Desde mi rol como directora de PRM Llapemn, he sido testigo directo del profundo daño que estas experiencias provocan en la vida de niños, niñas y adolescentes. Las consecuencias no solo afectan su presente, sino que muchas veces dejan huellas permanentes en su salud mental, física y emocional. Frente a esta realidad, la activación de la red socio-comunitaria no puede seguir viéndose como un acto optativo o burocrático, sino más bien como una necesidad urgente y de responsabilidad compartida.
La ley chilena establece obligaciones claras en cuanto a la protección de la infancia. Sin embargo, la práctica nos demuestra que muchas veces estas obligaciones se diluyen entre instituciones que se traspasan la responsabilidad, mientras la comunidad permanece en silencio. Aquí es donde surge una interrogante trascendental: ¿estamos actuando por cumplir un mandato legal o por responder a la obligación ética y moral de proteger a nuestra niñez y adolescencia?
Personalmente, creo que ningún sistema legal puede ser verdaderamente efectivo si no está acompañado por un compromiso ético de la sociedad. La reparación real no se logra solo con intervenciones profesionales, sino también cuando la comunidad se hace presente, reconoce, acoge y participa activamente en el proceso de protección y restitución de derechos. El silencio, la omisión y la indiferencia, también vulneran.
Desde nuestra fundación, trabajamos para articular a los distintos actores locales; escuelas, jardines, centros de salud, organizaciones territoriales y convertirlos en agentes activos de protección.
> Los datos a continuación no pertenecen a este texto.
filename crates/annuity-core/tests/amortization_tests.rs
use annuity_core::amortization::{
    build_schedule, calculate_loan, remaining_balance, AmortizationRow, LoanParams,
    PaymentFrequency, SimulationResult,
};
use annuity_core::time_value::npv;
use annuity_core::{format_currency, AnnuityError};
use pretty_assertions::assert_eq;
use rust_decimal::Decimal;
use rust_decimal_macros::dec;

const TOL: Decimal = dec!(0.000001);

fn sample_loans() -> Vec<LoanParams> {
    let mut loans = vec![
        LoanParams::new(dec!(10_000), dec!(5), 5),
        LoanParams::new(dec!(1000), dec!(0), 4),
        LoanParams::new(dec!(250_000), dec!(3.85), 25),
        LoanParams::new(dec!(0.01), dec!(12), 7),
        LoanParams::new(dec!(75_000), dec!(0.1), 1),
        LoanParams::new(dec!(1_000_000), dec!(18), 40),
    ];
    loans.push(LoanParams {
        frequency: PaymentFrequency::Monthly,
        ..LoanParams::new(dec!(180_000), dec!(4.2), 240)
    });
    loans.push(LoanParams {
        frequency: PaymentFrequency::Quarterly,
        ..LoanParams::new(dec!(33_333.33), dec!(7), 13)
    });
    loans
}

fn simulate(params: &LoanParams) -> SimulationResult {
    build_schedule(params).unwrap_or_else(|e| panic!("{params:?} rejected: {e}"))
}

// ===========================================================================
// Schedule invariants
// ===========================================================================

#[test]
fn test_schedule_length_equals_duration() {
    for params in sample_loans() {
        let result = simulate(&params);
        assert_eq!(result.schedule.len(), params.duration as usize);
        let periods: Vec<u32> = result.schedule.iter().map(|r| r.period).collect();
        let expected: Vec<u32> = (1..=params.duration).collect();
        assert_eq!(periods, expected);
    }
}

#[test]
fn test_annuity_is_constant() {
    for params in sample_loans() {
        let result = simulate(&params);
        let annuity = result.annuity().unwrap();
        assert!(result.schedule.iter().all(|r| r.annuity == annuity));
    }
}

#[test]
fn test_amortization_sums_to_capital() {
    for params in sample_loans() {
        let result = simulate(&params);
        let sum: Decimal = result.schedule.iter().map(|r| r.amortization).sum();
        assert!(
            (sum - params.capital).abs() <= params.capital * TOL,
            "{params:?}: amortised {sum}"
        );
        assert_eq!(sum, result.total_amortization);
    }
}

#[test]
fn test_total_paid_is_interest_plus_amortization() {
    for params in sample_loans() {
        let result = simulate(&params);
        assert_eq!(result.total_paid, result.total_interest + result.total_amortization);

        let annuities: Decimal = result.schedule.iter().map(|r| r.annuity).sum();
        assert!((annuities - result.total_paid).abs() <= TOL);
    }
}

#[test]
fn test_final_balance_is_zero() {
    for params in sample_loans() {
        let result = simulate(&params);
        let last = result.schedule.last().unwrap();
        assert!(last.capital_end.abs() <= TOL);
    }
}

#[test]
fn test_balances_chain_between_periods() {
    for params in sample_loans() {
        let result = simulate(&params);
        for pair in result.schedule.windows(2) {
            assert_eq!(pair[1].capital_start, pair[0].capital_end);
        }
        for row in &result.schedule {
            assert_eq!(row.capital_end, row.capital_start - row.amortization);
            assert!((row.interest + row.amortization - row.annuity).abs() <= TOL);
        }
    }
}

#[test]
fn test_payments_discount_back_to_capital() {
    for params in sample_loans() {
        let result = simulate(&params);
        let mut flows = vec![-params.capital];
        flows.extend(result.schedule.iter().map(|r| r.annuity));
        let value = npv(params.periodic_rate(), &flows).unwrap();
        assert!(value.abs() <= dec!(0.0001), "{params:?}: NPV {value}");
    }
}

#[test]
fn test_closed_form_balance_tracks_schedule() {
    for params in sample_loans() {
        let result = simulate(&params);
        for row in &result.schedule {
            let closed = remaining_balance(&params, row.period).unwrap();
            assert!(
                (closed - row.capital_end).abs() <= dec!(0.0001),
                "{params:?} period {}: {closed} vs {}",
                row.period,
                row.capital_end
            );
        }
    }
}

// ===========================================================================
// Known answers
// ===========================================================================

#[test]
fn test_reference_scenario() {
    let out = calculate_loan(&LoanParams::new(dec!(10_000), dec!(5), 5)).unwrap();
    let r = &out.result;
    assert_eq!(r.annuity().unwrap().round_dp(2), dec!(2309.75));
    assert_eq!(r.total_interest.round_dp(2), dec!(1548.74));
    assert_eq!(r.total_amortization.round_dp(2), dec!(10_000));
    assert_eq!(r.schedule[4].capital_end, Decimal::ZERO);
    assert!(out.warnings.is_empty());
}

#[test]
fn test_zero_rate_scenario_full_table() {
    let result = simulate(&LoanParams::new(dec!(1000), dec!(0), 4));
    let expected: Vec<AmortizationRow> = (1..=4u32)
        .map(|period| {
            let start = dec!(1000) - dec!(250) * Decimal::from(period - 1);
            AmortizationRow {
                period,
                capital_start: start,
                interest: Decimal::ZERO,
                amortization: dec!(250),
                annuity: dec!(250),
                capital_end: start - dec!(250),
            }
        })
        .collect();
    assert_eq!(result.schedule, expected);
    assert_eq!(result.total_paid, dec!(1000));
}

#[test]
fn test_single_period_repays_capital_with_one_period_of_interest() {
    for rate in [dec!(0), dec!(2.5), dec!(9)] {
        let params = LoanParams::new(dec!(8000), rate, 1);
        let result = simulate(&params);
        let row = &result.schedule[0];
        assert_eq!(row.amortization, dec!(8000));
        let expected = dec!(8000) * (Decimal::ONE + params.periodic_rate());
        assert!((row.annuity - expected).abs() <= TOL);
    }
}

#[test]
fn test_monthly_mortgage() {
    let params = LoanParams {
        frequency: PaymentFrequency::Monthly,
        ..LoanParams::new(dec!(120_000), dec!(6), 360)
    };
    let result = simulate(&params);
    assert_eq!(result.annuity().unwrap().round_dp(2), dec!(719.46));
}

#[test]
fn test_summary_display() {
    let result = simulate(&LoanParams::default());
    let summary = result.summary();
    assert_eq!(format_currency(summary.annuity), "2\u{202f}309,75\u{a0}€");
    assert_eq!(format_currency(summary.total_interest), "1\u{202f}548,74\u{a0}€");
}

// ===========================================================================
// Rejections
// ===========================================================================

#[test]
fn test_invalid_parameters_name_the_field() {
    let cases = [
        (LoanParams::new(dec!(0), dec!(5), 5), "capital"),
        (LoanParams::new(dec!(-100), dec!(5), 5), "capital"),
        (LoanParams::new(dec!(100), dec!(-0.5), 5), "rate"),
        (LoanParams::new(dec!(100), dec!(5), 0), "duration"),
        (LoanParams::new(dec!(100), dec!(0), u32::MAX), "duration"),
    ];
    for (params, expected_field) in cases {
        match calculate_loan(&params).unwrap_err() {
            AnnuityError::InvalidParameter { field, .. } => assert_eq!(field, expected_field),
            other => panic!("Expected InvalidParameter, got {other:?}"),
        }
    }
}

#[test]
fn test_extreme_inputs_do_not_panic() {
    let params = LoanParams::new(dec!(1_000_000_000), dec!(5000), 500);
    match calculate_loan(&params) {
        Err(AnnuityError::NumericOverflow { .. }) => {}
        other => panic!("Expected NumericOverflow, got {other:?}"),
    }
}

#[test]
fn test_json_input_round_trip_of_params() {
    let params: LoanParams = serde_json::from_str(
        r#"{"capital": 180000, "rate": "4.2", "duration": 240, "frequency": "monthly"}"#,
    )
    .unwrap();
    assert_eq!(params.frequency, PaymentFrequency::Monthly);
    assert_eq!(params.capital, dec!(180000));
    assert_eq!(params.periodic_rate(), dec!(0.0035));
}
//! Display formatting for monetary amounts (fr-FR, euro).
//!
//! Matches `Intl.NumberFormat("fr-FR", { style: "currency", currency: "EUR" })`
//! so that figures rendered by the CLI and by a web page read identically.

use rust_decimal::RoundingStrategy;

use crate::types::Money;

const GROUP_SEPARATOR: char = '\u{202F}';
const DECIMAL_SEPARATOR: char = ',';
const SYMBOL_SEPARATOR: char = '\u{00A0}';
const CURRENCY_SYMBOL: char = '€';

/// Format an amount as euros with French separators, e.g. `2 309,75 €`.
pub fn format_currency(amount: Money) -> String {
    let mut rounded = amount.round_dp_with_strategy(2, RoundingStrategy::MidpointAwayFromZero);
    let negative = rounded.is_sign_negative() && !rounded.is_zero();
    rounded = rounded.abs();
    rounded.rescale(2);

    let digits = rounded.to_string();
    let (int_part, frac_part) = digits.split_once('.').unwrap_or((digits.as_str(), ""));

    let mut out = String::with_capacity(digits.len() + 8);
    if negative {
        out.push('-');
    }
    out.push_str(&group_thousands(int_part));
    out.push(DECIMAL_SEPARATOR);
    // Near Decimal::MAX the mantissa cannot hold two decimals; rescale stops short.
    out.push_str(&format!("{frac_part:0<2}"));
    out.push(SYMBOL_SEPARATOR);
    out.push(CURRENCY_SYMBOL);
    out
}

fn group_thousands(int_part: &str) -> String {
    let len = int_part.len();
    let mut grouped = String::with_capacity(len + len / 3 * GROUP_SEPARATOR.len_utf8());
    for (idx, ch) in int_part.chars().enumerate() {
        if idx > 0 && (len - idx) % 3 == 0 {
            grouped.push(GROUP_SEPARATOR);
        }
        grouped.push(ch);
    }
    grouped
}

#[cfg(test)]
mod tests {
    use super::*;
    use rust_decimal_macros::dec;

    #[test]
    fn test_annuity_display() {
        assert_eq!(format_currency(dec!(2309.7479)), "2\u{202f}309,75\u{a0}€");
    }

    #[test]
    fn test_small_and_zero_amounts() {
        assert_eq!(format_currency(dec!(0)), "0,00\u{a0}€");
        assert_eq!(format_currency(dec!(7.5)), "7,50\u{a0}€");
        assert_eq!(format_currency(dec!(999.999)), "1\u{202f}000,00\u{a0}€");
    }

    #[test]
    fn test_negative_amount() {
        assert_eq!(
            format_currency(dec!(-1234567.891)),
            "-1\u{202f}234\u{202f}567,89\u{a0}€"
        );
    }

    #[test]
    fn test_negative_rounding_to_zero_has_no_sign() {
        assert_eq!(format_currency(dec!(-0.001)), "0,00\u{a0}€");
    }

    #[test]
    fn test_largest_amounts_keep_two_decimals() {
        let near_max: Money = "7922816251426433759354395033".parse().unwrap();
        assert_eq!(
            format_currency(near_max),
            "7\u{202f}922\u{202f}816\u{202f}251\u{202f}426\u{202f}433\u{202f}759\u{202f}354\u{202f}395\u{202f}033,00\u{a0}€"
        );
        assert!(format_currency(rust_decimal::Decimal::MAX).ends_with("950\u{202f}335,00\u{a0}€"));
    }

    #[test]
    fn test_midpoint_rounds_away_from_zero() {
        assert_eq!(format_currency(dec!(0.125)), "0,13\u{a0}€");
        assert_eq!(format_currency(dec!(-0.125)), "-0,13\u{a0}€");
    }
}
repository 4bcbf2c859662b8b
use serde_json::Value;

/// Fields worth printing on their own, in order of priority.
const HEADLINE_KEYS: [&str; 4] = ["annuity", "remaining_balance", "formatted", "total_paid"];

/// Print just the headline figure: the instalment of a simulation, the
/// balance of a balance query, the string of a format request.
pub fn print_minimal(value: &Value) {
    println!("{}", headline(value));
}

fn headline(value: &Value) -> String {
    let candidates = [
        value.get("summary"),
        value.get("result"),
        Some(value),
    ];

    for obj in candidates.into_iter().flatten().filter_map(Value::as_object) {
        for key in HEADLINE_KEYS {
            if let Some(val) = obj.get(key).filter(|v| !v.is_null()) {
                return format_minimal(val);
            }
        }
    }

    match value.as_object().and_then(|m| m.iter().next()) {
        Some((key, val)) => format!("{}: {}", key, format_minimal(val)),
        None => format_minimal(value),
    }
}

fn format_minimal(value: &Value) -> String {
    match value {
        Value::String(s) => s.clone(),
        Value::Number(n) => n.to_string(),
        Value::Bool(b) => b.to_string(),
        Value::Null => "null".to_string(),
        _ => serde_json::to_string(value).unwrap_or_default(),
    }
}
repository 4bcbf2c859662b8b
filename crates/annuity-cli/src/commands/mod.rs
pub mod loan;
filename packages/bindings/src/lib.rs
use napi::Result as NapiResult;
use napi_derive::napi;
use rust_decimal::Decimal;

use annuity_core::amortization::{self, LoanParams};

/// Convert any Display error into a napi::Error.
fn to_napi_error(e: impl std::fmt::Display) -> napi::Error {
    napi::Error::from_reason(e.to_string())
}

// ---------------------------------------------------------------------------
// Amortisation
// ---------------------------------------------------------------------------

/// Full simulation envelope for a JSON-encoded `LoanParams`.
#[napi]
pub fn calculate_loan(input_json: String) -> NapiResult<String> {
    let input: LoanParams = serde_json::from_str(&input_json).map_err(to_napi_error)?;
    let output = amortization::calculate_loan(&input).map_err(to_napi_error)?;
    serde_json::to_string(&output).map_err(to_napi_error)
}

/// The simulation a page shows before the user submits anything.
#[napi]
pub fn default_simulation() -> NapiResult<String> {
    let output = amortization::default_simulation().map_err(to_napi_error)?;
    serde_json::to_string(&output).map_err(to_napi_error)
}

#[napi]
pub fn remaining_balance(input_json: String, after_period: u32) -> NapiResult<String> {
    let input: LoanParams = serde_json::from_str(&input_json).map_err(to_napi_error)?;
    let balance = amortization::remaining_balance(&input, after_period).map_err(to_napi_error)?;
    Ok(balance.to_string())
}

// ---------------------------------------------------------------------------
// Display
// ---------------------------------------------------------------------------

/// `amount` is a decimal string so no precision is lost crossing into JS.
#[napi]
pub fn format_currency(amount: String) -> NapiResult<String> {
    let amount: Decimal = amount.trim().parse().map_err(to_napi_error)?;
    Ok(annuity_core::format_currency(amount))
}
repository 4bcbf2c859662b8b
use serde::de::DeserializeOwned;
use std::fs;
use std::path::{Path, PathBuf};

/// Read a JSON loan definition and deserialise into a typed struct.
pub fn read_json<T: DeserializeOwned>(path: &str) -> Result<T, Box<dyn std::error::Error>> {
    let resolved = resolve_path(path)?;
    let contents = fs::read_to_string(&resolved)
        .map_err(|e| format!("Failed to read '{}': {}", resolved.display(), e))?;
    let value: T = serde_json::from_str(&contents)
        .map_err(|e| format!("Failed to parse '{}': {}", resolved.display(), e))?;
    Ok(value)
}

/// Relative paths are taken from the working directory; the target must be an
/// existing regular file.
fn resolve_path(path: &str) -> Result<PathBuf, Box<dyn std::error::Error>> {
    let p = Path::new(path);
    let resolved = if p.is_absolute() {
        p.to_path_buf()
    } else {
        std::env::current_dir()?.join(p)
    };

    if !resolved.exists() {
        return Err(format!("File not found: {}", resolved.display()).into());
    }
    if !resolved.is_file() {
        return Err(format!("Not a file: {}", resolved.display()).into());
    }

    Ok(resolved)
}
use rust_decimal::Decimal;
use serde::{Deserialize, Serialize};

/// All monetary values. Wraps Decimal to prevent accidental f64 usage.
pub type Money = Decimal;

/// Rates expressed as decimals (0.05 = 5%).
pub type Rate = Decimal;

/// Rates as entered by a borrower (5 = 5%). Converted to [`Rate`] before use.
pub type Percent = Decimal;

/// Standard computation output envelope
#[derive(Debug, Clone, Serialize, Deserialize)]
pub struct ComputationOutput<T: Serialize> {
    pub result: T,
    pub methodology: String,
    pub assumptions: serde_json::Value,
    pub warnings: Vec<String>,
    pub metadata: ComputationMetadata,
}

/// Metadata for every computation
#[derive(Debug, Clone, Serialize, Deserialize)]
pub struct ComputationMetadata {
    pub version: String,
    pub computation_time_us: u64,
    pub precision: String,
}

/// Helper to wrap computation results with metadata
pub fn with_metadata<T: Serialize>(
    methodology: &str,
    assumptions: &impl Serialize,
    warnings: Vec<String>,
    elapsed_us: u64,
    result: T,
) -> ComputationOutput<T> {
    ComputationOutput {
        result,
        methodology: methodology.to_string(),
        assumptions: serde_json::to_value(assumptions).unwrap_or_default(),
        warnings,
        metadata: ComputationMetadata {
            version: env!("CARGO_PKG_VERSION").to_string(),
            computation_time_us: elapsed_us,
            precision: "rust_decimal_128bit".to_string(),
        },
    }
}

/// Convert a percentage into a decimal rate (5 -> 0.05).
pub fn percent_to_rate(pct: Percent) -> Rate {
    pct / Decimal::ONE_HUNDRED
}
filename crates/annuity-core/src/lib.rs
pub mod error;
pub mod time_value;
pub mod types;

#[cfg(feature = "amortization")]
pub mod amortization;

#[cfg(feature = "formatting")]
pub mod format;

pub use error::AnnuityError;
pub use types::*;

#[cfg(feature = "amortization")]
pub use amortization::{calculate_loan, LoanParams, SimulationResult};

#[cfg(feature = "formatting")]
pub use format::format_currency;

/// Standard result type for all annuity operations
pub type AnnuityResult<T> = Result<T, AnnuityError>;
Hemos comprobado que cuando logramos instalar el sentido de corresponsabilidad, las rutas de atención se agilizan y las respuestas son más humanas, empáticas y eficaces. La red, cuando se activa desde el compromiso moral, cobra una importancia transformadora.
Por eso, no basta con cumplir la ley. La defensa de los derechos de la infancia requiere una mirada colectiva, ética y profundamente humana. Si queremos construir una sociedad que repare de verdad, debemos empezar por reconocer que, proteger a nuestros niños, niñas y adolescentes, no es solo un deber legal, sino también un acto de conciencia, amor y de justicia social.
Por: Paz Vásquez Bravo, Directora PRM Llapemn.